_Problem requirements_. With both ends included, repeat exactly the lines of the entries below from the one containing "pub const COMMIT_MODE: &[&str]" down to the one containing "pub const RELATIVE_FONT_SIZE: &[&str]", and no others.

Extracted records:
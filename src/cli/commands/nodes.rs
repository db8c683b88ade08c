//! `nodes` command

use super::resolve_node;
use crate::catalog::Catalog;
use crate::cli::error::CliError;
use crate::cli::output::format_node;

/// List node types, or describe one
pub fn handle_nodes(name: Option<&str>) -> Result<String, CliError> {
    let catalog = Catalog::global();
    match name {
        Some(name) => Ok(format_node(resolve_node(catalog, name)?)),
        None => {
            let mut output = String::new();
            for name in catalog.node_names() {
                output.push_str(name);
                output.push('\n');
            }
            Ok(output)
        }
    }
}

#[cfg(test)]
mod tests {
    use super::*;

    #[test]
    fn test_handle_nodes_unknown() {
        assert!(matches!(
            handle_nodes(Some("NoSuchNode")),
            Err(CliError::UnknownNode(_))
        ));
        let listing = handle_nodes(None).unwrap();
        assert!(listing.lines().any(|l| l == "AnalysisDefinition"));
    }
}
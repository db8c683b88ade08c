//! Closed value sets used across the catalog

pub const VISIBILITY: &[&str] = &["HIDDEN", "VISIBLE"];
pub const STATUS: &[&str] = &["ENABLED", "DISABLED"];
pub const SORT_DIRECTION: &[&str] = &["ASC", "DESC"];

pub const TIME_GRANULARITY: &[&str] = &[
    "YEAR",
    "QUARTER",
    "MONTH",
    "WEEK",
    "DAY",
    "HOUR",
    "MINUTE",
    "SECOND",
    "MILLISECOND",
];

pub const CATEGORICAL_AGGREGATION: &[&str] = &["COUNT", "DISTINCT_COUNT"];
pub const DATE_AGGREGATION: &[&str] = &["COUNT", "DISTINCT_COUNT", "MIN", "MAX"];
pub const SIMPLE_NUMERICAL_AGGREGATION: &[&str] = &[
    "SUM",
    "AVERAGE",
    "MIN",
    "MAX",
    "COUNT",
    "DISTINCT_COUNT",
    "VAR",
    "VARP",
    "STDEV",
    "STDEVP",
    "MEDIAN",
];

pub const FILTER_NULL_OPTION: &[&str] = &["ALL_VALUES", "NULLS_ONLY", "NON_NULLS_ONLY"];
pub const CATEGORY_FILTER_MATCH_OPERATOR: &[&str] = &[
    "EQUALS",
    "DOES_NOT_EQUAL",
    "CONTAINS",
    "DOES_NOT_CONTAIN",
    "STARTS_WITH",
    "ENDS_WITH",
];
pub const NUMERIC_EQUALITY_MATCH_OPERATOR: &[&str] = &["EQUALS", "DOES_NOT_EQUAL"];
pub const SELECT_ALL_OPTIONS: &[&str] = &["FILTER_ALL_VALUES"];
pub const RELATIVE_DATE_TYPE: &[&str] = &["PREVIOUS", "THIS", "LAST", "NOW", "NEXT"];
pub const ANCHOR_OPTION: &[&str] = &["NOW"];
pub const CROSS_DATASET: &[&str] = &["ALL_DATASETS", "SINGLE_DATASET"];
pub const FILTER_VISUAL_SCOPE: &[&str] = &["ALL_VISUALS", "SELECTED_VISUALS"];

pub const COMMIT_MODE: &[&str] = &["AUTO", "MANUAL"];
pub const DATE_TIME_PICKER_TYPE: &[&str] = &["SINGLE_VALUED", "DATE_RANGE"];
pub const LIST_CONTROL_TYPE: &[&str] = &["MULTI_SELECT", "SINGLE_SELECT"];
pub const SLIDER_TYPE: &[&str] = &["SINGLE_POINT", "RANGE"];

pub const PARAMETER_VALUE_TYPE: &[&str] = &["MULTI_VALUED", "SINGLE_VALUED"];
pub const VALUE_WHEN_UNSET: &[&str] = &["RECOMMENDED_VALUE", "NULL"];

pub const RELATIVE_FONT_SIZE: &[&str] = &["EXTRA_SMALL", "SMALL", "MEDIUM", "LARGE", "EXTRA_LARGE"];
pub const FONT_WEIGHT: &[&str] = &["NORMAL", "BOLD"];
pub const FONT_STYLE: &[&str] = &["NORMAL", "ITALIC"];
pub const FONT_DECORATION: &[&str] = &["UNDERLINE", "NONE"];
pub const HORIZONTAL_TEXT_ALIGNMENT: &[&str] = &["LEFT", "CENTER", "RIGHT", "AUTO"];
pub const VERTICAL_TEXT_ALIGNMENT: &[&str] = &["TOP", "MIDDLE", "BOTTOM"];
pub const TEXT_WRAP: &[&str] = &["NONE", "WRAP"];

pub const NUMBER_SCALE: &[&str] = &["NONE", "AUTO", "THOUSANDS", "MILLIONS", "BILLIONS", "TRILLIONS"];
pub const NUMERIC_SEPARATOR_SYMBOL: &[&str] = &["COMMA", "DOT", "SPACE"];
pub const NEGATIVE_VALUE_DISPLAY_MODE: &[&str] = &["POSITIVE", "NEGATIVE"];
pub const COMPARISON_METHOD: &[&str] = &["DIFFERENCE", "PERCENT_DIFFERENCE", "PERCENT"];

pub const LEGEND_POSITION: &[&str] = &["AUTO", "RIGHT", "BOTTOM", "TOP"];
pub const SELECTED_TOOLTIP_TYPE: &[&str] = &["BASIC", "DETAILED"];
pub const TOOLTIP_TITLE_TYPE: &[&str] = &["NONE", "PRIMARY_VALUE"];
pub const DATA_LABEL_CONTENT: &[&str] = &["VALUE", "PERCENT", "VALUE_AND_PERCENT"];
pub const DATA_LABEL_OVERLAP: &[&str] = &["DISABLE_OVERLAP", "ENABLE_OVERLAP"];
pub const DATA_LABEL_POSITION: &[&str] = &["INSIDE", "OUTSIDE", "LEFT", "TOP", "BOTTOM", "RIGHT"];
pub const COLOR_FILL_TYPE: &[&str] = &["DISCRETE", "GRADIENT"];
pub const OTHER_CATEGORIES: &[&str] = &["INCLUDE", "EXCLUDE"];
pub const AXIS_BINDING: &[&str] = &["PRIMARY_YAXIS", "SECONDARY_YAXIS"];
pub const LINE_PATTERN: &[&str] = &["SOLID", "DASHED", "DOTTED"];
pub const HORIZONTAL_POSITION: &[&str] = &["LEFT", "CENTER", "RIGHT"];
pub const VERTICAL_POSITION: &[&str] = &["ABOVE", "BELOW"];
pub const VALUE_LABEL_RELATIVE_POSITION: &[&str] = &["BEFORE_CUSTOM_LABEL", "AFTER_CUSTOM_LABEL"];
pub const ORIENTATION: &[&str] = &["HORIZONTAL", "VERTICAL"];
pub const BARS_ARRANGEMENT: &[&str] = &["CLUSTERED", "STACKED", "STACKED_PERCENT"];
pub const ARC_THICKNESS: &[&str] = &["SMALL", "MEDIUM", "LARGE", "WHOLE"];
pub const PRIMARY_VALUE_DISPLAY_TYPE: &[&str] = &["HIDDEN", "COMPARISON", "ACTUAL"];
pub const BASE_MAP_STYLE: &[&str] = &["LIGHT_GRAY", "DARK_GRAY", "STREET", "IMAGERY"];
pub const MAP_ZOOM_MODE: &[&str] = &["AUTO", "MANUAL"];

pub const LINE_CHART_TYPE: &[&str] = &["LINE", "AREA", "STACKED_AREA"];
pub const LINE_INTERPOLATION: &[&str] = &["LINEAR", "SMOOTH", "STEPPED"];
pub const MARKER_SHAPE: &[&str] = &["CIRCLE", "TRIANGLE", "SQUARE", "DIAMOND", "ROUNDED_SQUARE"];
pub const MISSING_DATA_TREATMENT: &[&str] = &["INTERPOLATE", "SHOW_AS_ZERO", "SHOW_AS_BLANK"];

pub const TABLE_ORIENTATION: &[&str] = &["VERTICAL", "HORIZONTAL"];
pub const TABLE_TOTALS_PLACEMENT: &[&str] = &["START", "END"];
pub const TABLE_TOTALS_SCROLL_STATUS: &[&str] = &["PINNED", "SCROLLED"];
pub const TABLE_BORDER_STYLE: &[&str] = &["NONE", "SOLID"];
pub const PIVOT_ROWS_LAYOUT: &[&str] = &["TABULAR", "HIERARCHY"];
pub const PIVOT_METRIC_PLACEMENT: &[&str] = &["ROW", "COLUMN"];
pub const URL_TARGET: &[&str] = &["NEW_TAB", "NEW_WINDOW", "SAME_TAB"];
pub const TABLE_CELL_IMAGE_SCALING: &[&str] = &["FIT_TO_CELL_HEIGHT", "FIT_TO_CELL_WIDTH", "DO_NOT_SCALE"];

pub const LAYOUT_ELEMENT_TYPE: &[&str] = &["VISUAL", "FILTER_CONTROL", "PARAMETER_CONTROL", "TEXT_BOX"];
pub const RESIZE_OPTION: &[&str] = &["FIXED", "RESPONSIVE"];
pub const PAPER_ORIENTATION: &[&str] = &["PORTRAIT", "LANDSCAPE"];
pub const PAPER_SIZE: &[&str] = &[
    "US_LETTER",
    "US_LEGAL",
    "US_TABLOID_LEDGER",
    "A0",
    "A1",
    "A2",
    "A3",
    "A4",
    "A5",
    "JIS_B4",
    "JIS_B5",
];
pub const SHEET_CONTENT_TYPE: &[&str] = &["PAGINATED", "INTERACTIVE"];

pub const CUSTOM_ACTION_TRIGGER: &[&str] = &["DATA_POINT_CLICK", "DATA_POINT_MENU"];
pub const SELECTED_FIELD_OPTIONS: &[&str] = &["ALL_FIELDS"];
pub const TARGET_VISUAL_OPTIONS: &[&str] = &["ALL_VISUALS"];
pub const SELECT_ALL_VALUE_OPTIONS: &[&str] = &["ALL_VALUES"];

pub const COLUMN_ROLE: &[&str] = &["DIMENSION", "MEASURE"];
pub const DAY_OF_WEEK: &[&str] = &[
    "SUNDAY",
    "MONDAY",
    "TUESDAY",
    "WEDNESDAY",
    "THURSDAY",
    "FRIDAY",
    "SATURDAY",
];
pub const GEOGRAPHIC_ROLE: &[&str] = &[
    "COUNTRY",
    "STATE",
    "COUNTY",
    "CITY",
    "POSTCODE",
    "LONGITUDE",
    "LATITUDE",
];

pub const INPUT_COLUMN_TYPE: &[&str] = &["STRING", "INTEGER", "DECIMAL", "DATETIME", "BIT", "BOOLEAN", "JSON"];
pub const CAST_COLUMN_TYPE: &[&str] = &["STRING", "INTEGER", "DECIMAL", "DATETIME"];
pub const JOIN_TYPE: &[&str] = &["INNER", "OUTER", "LEFT", "RIGHT"];
pub const FILE_FORMAT: &[&str] = &["CSV", "TSV", "CLF", "ELF", "XLSX", "JSON"];
pub const TEXT_QUALIFIER: &[&str] = &["DOUBLE_QUOTE", "SINGLE_QUOTE"];
pub const COLUMN_TAG_NAME: &[&str] = &["COLUMN_GEOGRAPHIC_ROLE", "COLUMN_DESCRIPTION"];
pub const IMPORT_MODE: &[&str] = &["SPICE", "DIRECT_QUERY"];
pub const ROW_LEVEL_PERMISSION_POLICY: &[&str] = &["GRANT_ACCESS", "DENY_ACCESS"];
pub const ROW_LEVEL_PERMISSION_FORMAT_VERSION: &[&str] = &["VERSION_1", "VERSION_2"];
pub const LOOKBACK_WINDOW_SIZE_UNIT: &[&str] = &["HOUR", "DAY", "WEEK"];
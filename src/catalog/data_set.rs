//! Data set definitions: physical and logical table maps with their
//! transforms, column groups, folders and permissions

use super::Node;
use super::common::Common;
use super::enums::*;
use crate::schema::builder::*;
use crate::schema::{OneOfBuilder, Registry, StructBuilder};

pub(crate) fn build(reg: &mut Registry, common: &Common) -> Node {
    let arn = string();
    let column_name = string_len(1, 128);

    let input_column = StructBuilder::new("InputColumn")
        .required("name", &column_name)
        .required("type", &enumeration(INPUT_COLUMN_TYPE))
        .register(reg);
    let physical_table_map = physical_table_map(reg, common, &arn, &input_column);
    let logical_table_map = logical_table_map(reg, common, &arn, &column_name);

    let geo_spatial = StructBuilder::new("GeoSpatialColumnGroup")
        .list("columns", &column_name, 1, 16)
        .required("country_code", &enumeration(&["US"]))
        .required("name", &string_len(1, 64))
        .register(reg);
    let column_group = StructBuilder::new("ColumnGroup")
        .optional("geo_spatial_column_group", &geo_spatial)
        .register(reg);
    let column_level_permission_rule = StructBuilder::new("ColumnLevelPermissionRule")
        .list("column_names", &string(), 1, 1000)
        .list("principals", &arn, 1, 100)
        .register(reg);
    let usage = StructBuilder::new("DataSetUsageConfiguration")
        .optional("disable_use_as_direct_query_source", &common.boolean)
        .optional("disable_use_as_imported_source", &common.boolean)
        .register(reg);
    let field_folder = StructBuilder::new("FieldFolder")
        .required("field_folders_id", &string())
        .list("columns", &string(), 0, 5000)
        .optional("description", &string_len(0, 500))
        .register(reg);
    let row_level_permission_data_set = StructBuilder::new("RowLevelPermissionDataSet")
        .required("arn", &arn)
        .required("permission_policy", &enumeration(ROW_LEVEL_PERMISSION_POLICY))
        .optional("format_version", &enumeration(ROW_LEVEL_PERMISSION_FORMAT_VERSION))
        .optional("namespace", &string_len(0, 64))
        .optional("status", &common.status)
        .register(reg);
    let tag_rule = StructBuilder::new("RowLevelPermissionTagRule")
        .required("column_name", &string())
        .required("tag_key", &string_len(1, 128))
        .optional("match_all_value", &string_len(1, 256))
        .optional("tag_multi_value_delimiter", &string_len(0, 10))
        .register(reg);
    let tag_configuration = StructBuilder::new("RowLevelPermissionTagConfiguration")
        .list("tag_rules", &tag_rule, 1, 50)
        .optional("status", &common.status)
        .register(reg);

    let lookback_window = StructBuilder::new("LookbackWindow")
        .required("column_name", &string())
        .required("size", &common.integer)
        .required("size_unit", &enumeration(LOOKBACK_WINDOW_SIZE_UNIT))
        .register(reg);
    let incremental_refresh = StructBuilder::new("IncrementalRefresh")
        .required("lookback_window", &lookback_window)
        .register(reg);
    let refresh_configuration = StructBuilder::new("RefreshConfiguration")
        .required("incremental_refresh", &incremental_refresh)
        .register(reg);
    let refresh_properties = StructBuilder::new("DataSetRefreshProperties")
        .required("refresh_configuration", &refresh_configuration)
        .register(reg);

    StructBuilder::new("DataSetDefinition")
        .required("data_set_id", &common.id)
        .required("name", &string_len(1, 128))
        .required("import_mode", &enumeration(IMPORT_MODE))
        .set("physical_table_map", &physical_table_map, 1, 32)
        .set("logical_table_map", &logical_table_map, 0, 64)
        .list("column_groups", &column_group, 0, 8)
        .list("column_level_permission_rules", &column_level_permission_rule, 0, 100)
        .optional("data_set_refresh_properties", &refresh_properties)
        .optional("data_set_usage_configuration", &usage)
        .set("field_folders", &field_folder, 0, 1000)
        .optional("row_level_permission_data_set", &row_level_permission_data_set)
        .optional("row_level_permission_tag_configuration", &tag_configuration)
        .register(reg)
}

fn physical_table_map(reg: &mut Registry, common: &Common, arn: &Node, input_column: &Node) -> Node {
    let custom_sql = StructBuilder::new("CustomSql")
        .list("columns", input_column, 1, 2048)
        .required("data_source_arn", arn)
        .required("name", &string_len(1, 64))
        .required("sql_query", &string_len(1, 65_536))
        .register(reg);
    let relational_table = StructBuilder::new("RelationalTable")
        .required("data_source_arn", arn)
        .list("input_columns", input_column, 1, 2048)
        .required("name", &string_len(1, 64))
        .optional("catalog", &string_len(0, 256))
        .optional("schema", &string_len(0, 256))
        .register(reg);
    let upload_settings = StructBuilder::new("UploadSettings")
        .optional("contains_header", &common.boolean)
        .optional("delimiter", &string_len(1, 1))
        .optional("format", &enumeration(FILE_FORMAT))
        .optional("start_from_row", &int_range(1, i64::from(i32::MAX)))
        .optional("text_qualifier", &enumeration(TEXT_QUALIFIER))
        .register(reg);
    let s3_source = StructBuilder::new("S3Source")
        .required("data_source_arn", arn)
        .list("input_columns", input_column, 1, 2048)
        .optional("upload_settings", &upload_settings)
        .register(reg);
    let physical_table = OneOfBuilder::new("PhysicalTable")
        .variant("custom_sql", &custom_sql)
        .variant("relational_table", &relational_table)
        .variant("s3_source", &s3_source)
        .register(reg);

    StructBuilder::new("PhysicalTableMapEntry")
        .required("physical_table_map_id", &string_len(1, 64))
        .required("physical_table", &physical_table)
        .register(reg)
}

fn logical_table_map(reg: &mut Registry, common: &Common, arn: &Node, column_name: &Node) -> Node {
    let cast_column_type = StructBuilder::new("CastColumnTypeOperation")
        .required("column_name", column_name)
        .required("new_column_type", &enumeration(CAST_COLUMN_TYPE))
        .optional("format", &string_len(0, 32))
        .register(reg);
    let calculated_column = StructBuilder::new("CalculatedColumn")
        .required("column_id", &string_len(1, 64))
        .required("column_name", column_name)
        .required("expression", &string_len(1, 4096))
        .register(reg);
    let create_columns = StructBuilder::new("CreateColumnsOperation")
        .list("columns", &calculated_column, 1, 128)
        .register(reg);
    let filter = StructBuilder::new("FilterOperation")
        .required("condition_expression", &string_len(1, 4096))
        .register(reg);
    let project = StructBuilder::new("ProjectOperation")
        .list("projected_columns", &string(), 1, 2000)
        .register(reg);
    let rename = StructBuilder::new("RenameColumnOperation")
        .required("column_name", column_name)
        .required("new_column_name", column_name)
        .register(reg);

    let description = StructBuilder::new("ColumnDescription")
        .optional("text", &string_len(0, 500))
        .register(reg);
    let column_tag = OneOfBuilder::new("ColumnTag")
        .variant("column_description", &description)
        .variant("column_geographic_role", &enumeration(GEOGRAPHIC_ROLE))
        .register(reg);
    let tag = StructBuilder::new("TagColumnOperation")
        .required("column_name", column_name)
        .list("tags", &column_tag, 1, 16)
        .register(reg);
    let untag = StructBuilder::new("UntagColumnOperation")
        .required("column_name", column_name)
        .list("tag_names", &enumeration(COLUMN_TAG_NAME), 1, 2)
        .register(reg);

    let transform = OneOfBuilder::new("TransformOperation")
        .variant("cast_column_type_operation", &cast_column_type)
        .variant("create_columns_operation", &create_columns)
        .variant("filter_operation", &filter)
        .variant("project_operation", &project)
        .variant("rename_column_operation", &rename)
        .variant("tag_column_operation", &tag)
        .variant("untag_column_operation", &untag)
        .register(reg);

    let join_key = StructBuilder::new("JoinKeyProperties")
        .optional("unique_key", &common.boolean)
        .register(reg);
    let join_instruction = StructBuilder::new("JoinInstruction")
        .required("left_operand", &string_len(1, 64))
        .required("on_clause", &string_len(1, 512))
        .required("right_operand", &string_len(1, 64))
        .required("type", &enumeration(JOIN_TYPE))
        .optional("left_join_key_properties", &join_key)
        .optional("right_join_key_properties", &join_key)
        .register(reg);
    let source = OneOfBuilder::new("LogicalTableSource")
        .variant("data_set_arn", arn)
        .variant("join_instruction", &join_instruction)
        .variant("physical_table_id", &string_len(1, 64))
        .register(reg);

    StructBuilder::new("LogicalTableMapEntry")
        .required("logical_table_map_id", &string_len(1, 64))
        .required("alias", &string_len(1, 64))
        .list("data_transforms", &transform, 0, 2048)
        .required("source", &source)
        .register(reg)
}
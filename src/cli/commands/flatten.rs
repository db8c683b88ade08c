//! `flatten` command

use super::{ConvertOptions, load_input, parse_document, resolve_node};
use crate::catalog::Catalog;
use crate::cli::error::CliError;
use crate::cli::output::render;
use crate::convert::Converter;
use crate::models::DomainValue;
use crate::wire::from_wire;

/// Flatten a wire document, or a serialized domain value, into a configuration tree
pub fn handle_flatten(options: &ConvertOptions, input: &str, domain: bool) -> Result<String, CliError> {
    let node = resolve_node(Catalog::global(), &options.node)?;
    let document = parse_document(&load_input(input)?, input)?;
    let value = if domain {
        serde_json::from_value::<DomainValue>(document)
            .map_err(|e| CliError::ParseError(e.to_string()))?
    } else {
        from_wire(&document, node)?
    };
    let tree = Converter::with_config(options.config.clone()).flatten(&value, node);
    render(&tree, options.format)
}
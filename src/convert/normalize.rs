//! Canonical form of configuration trees
//!
//! Two trees that expand to the same domain value normalize to the same tree,
//! which is what `flatten` produces for that value.

use std::collections::BTreeMap;

use super::codec;
use super::config::{ConversionConfig, MalformedScalarPolicy, VariantPolicy};
use super::expand::dropped_variant;
use super::oneof::{self, Resolution};
use crate::error::ExpandErrorKind;
use crate::models::ConfigValue;
use crate::schema::{Cardinality, Field, OneOfSchema, ScalarSchema, SchemaNode, StructSchema};

/// Normalize a tree against a schema; `None` means the node is indistinguishable from absent
///
/// Drops empty lists and sets, nullable integer sentinels, oneof blocks with
/// no populated candidate and fields unknown to the schema. Scalars are
/// re-encoded in their canonical form. Subtrees that would not expand are
/// kept as they are.
pub(crate) fn normalize_node(
    tree: &ConfigValue,
    node: &SchemaNode,
    config: &ConversionConfig,
) -> Option<ConfigValue> {
    match (tree, node) {
        (ConfigValue::Scalar(_), SchemaNode::Scalar(schema)) => normalize_scalar(tree, schema, config),
        (ConfigValue::Block(block), SchemaNode::Struct(schema)) => {
            Some(normalize_struct(block, schema, config))
        }
        (ConfigValue::Block(block), SchemaNode::OneOf(schema)) => normalize_oneof(block, schema, config),
        _ => Some(tree.clone()),
    }
}

fn normalize_scalar(
    tree: &ConfigValue,
    schema: &ScalarSchema,
    config: &ConversionConfig,
) -> Option<ConfigValue> {
    let scalar = tree.as_scalar()?;
    match codec::decode(scalar, schema, config) {
        Ok(Some(leaf)) => Some(
            codec::encode(&leaf, schema)
                .map(ConfigValue::Scalar)
                .unwrap_or_else(|| tree.clone()),
        ),
        Ok(None) => None,
        Err(ExpandErrorKind::MalformedScalar { .. })
            if config.malformed_scalar_policy == MalformedScalarPolicy::Lenient =>
        {
            None
        }
        Err(_) => Some(tree.clone()),
    }
}

fn normalize_struct(
    block: &BTreeMap<String, ConfigValue>,
    schema: &StructSchema,
    config: &ConversionConfig,
) -> ConfigValue {
    let mut out = BTreeMap::new();
    for field in &schema.fields {
        if let Some(value) = block.get(&field.name)
            && let Some(normalized) = normalize_field(value, field, config)
        {
            out.insert(field.name.clone(), normalized);
        }
    }
    ConfigValue::Block(out)
}

fn normalize_oneof(
    block: &BTreeMap<String, ConfigValue>,
    schema: &OneOfSchema,
    config: &ConversionConfig,
) -> Option<ConfigValue> {
    let populated = match oneof::resolve(block, schema) {
        Resolution::Empty => return None,
        Resolution::Single(field, value) => vec![(field, value)],
        Resolution::Ambiguous(mut populated) => {
            if config.variant_policy == VariantPolicy::FirstMatch {
                populated.truncate(1);
            }
            populated
        }
    };

    let out: BTreeMap<String, ConfigValue> = populated
        .into_iter()
        .filter_map(|(field, value)| {
            normalize_field(value, field, config).map(|normalized| (field.name.clone(), normalized))
        })
        .collect();
    if out.is_empty() {
        None
    } else {
        Some(ConfigValue::Block(out))
    }
}

fn normalize_field(value: &ConfigValue, field: &Field, config: &ConversionConfig) -> Option<ConfigValue> {
    match field.cardinality {
        Cardinality::Required | Cardinality::OptionalSingle => {
            if !field.node.is_block() {
                return normalize_node(value, &field.node, config);
            }
            match value {
                ConfigValue::OrderedList(items) if items.is_empty() => None,
                ConfigValue::OrderedList(items) if items.len() == 1 => {
                    normalize_node(&items[0], &field.node, config).map(ConfigValue::single)
                }
                other => Some(other.clone()),
            }
        }
        Cardinality::List { .. } => match value {
            ConfigValue::OrderedList(items) => {
                normalize_elements(items, field, config).map(ConfigValue::OrderedList)
            }
            other => Some(other.clone()),
        },
        Cardinality::Set { .. } => match value {
            ConfigValue::OrderedList(items) | ConfigValue::UnorderedSet(items) => {
                normalize_elements(items, field, config).map(ConfigValue::UnorderedSet)
            }
            other => Some(other.clone()),
        },
    }
}

fn normalize_elements(
    items: &[ConfigValue],
    field: &Field,
    config: &ConversionConfig,
) -> Option<Vec<ConfigValue>> {
    let elements: Vec<ConfigValue> = items
        .iter()
        .filter_map(|item| match normalize_node(item, &field.node, config) {
            Some(normalized) => Some(normalized),
            // an empty oneof element fails expansion, keep it visible
            None => match field.node.as_oneof() {
                Some(schema) if !dropped_variant(item, schema, config) => Some(item.clone()),
                _ => None,
            },
        })
        .collect();
    if elements.is_empty() {
        None
    } else {
        Some(elements)
    }
}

_Answer_.
pub const COMMIT_MODE: &[&str] = &["AUTO", "MANUAL"];
pub const DATE_TIME_PICKER_TYPE: &[&str] = &["SINGLE_VALUED", "DATE_RANGE"];
pub const LIST_CONTROL_TYPE: &[&str] = &["MULTI_SELECT", "SINGLE_SELECT"];
pub const SLIDER_TYPE: &[&str] = &["SINGLE_POINT", "RANGE"];

pub const PARAMETER_VALUE_TYPE: &[&str] = &["MULTI_VALUED", "SINGLE_VALUED"];
pub const VALUE_WHEN_UNSET: &[&str] = &["RECOMMENDED_VALUE", "NULL"];

pub const RELATIVE_FONT_SIZE: &[&str] = &["EXTRA_SMALL", "SMALL", "MEDIUM", "LARGE", "EXTRA_LARGE"];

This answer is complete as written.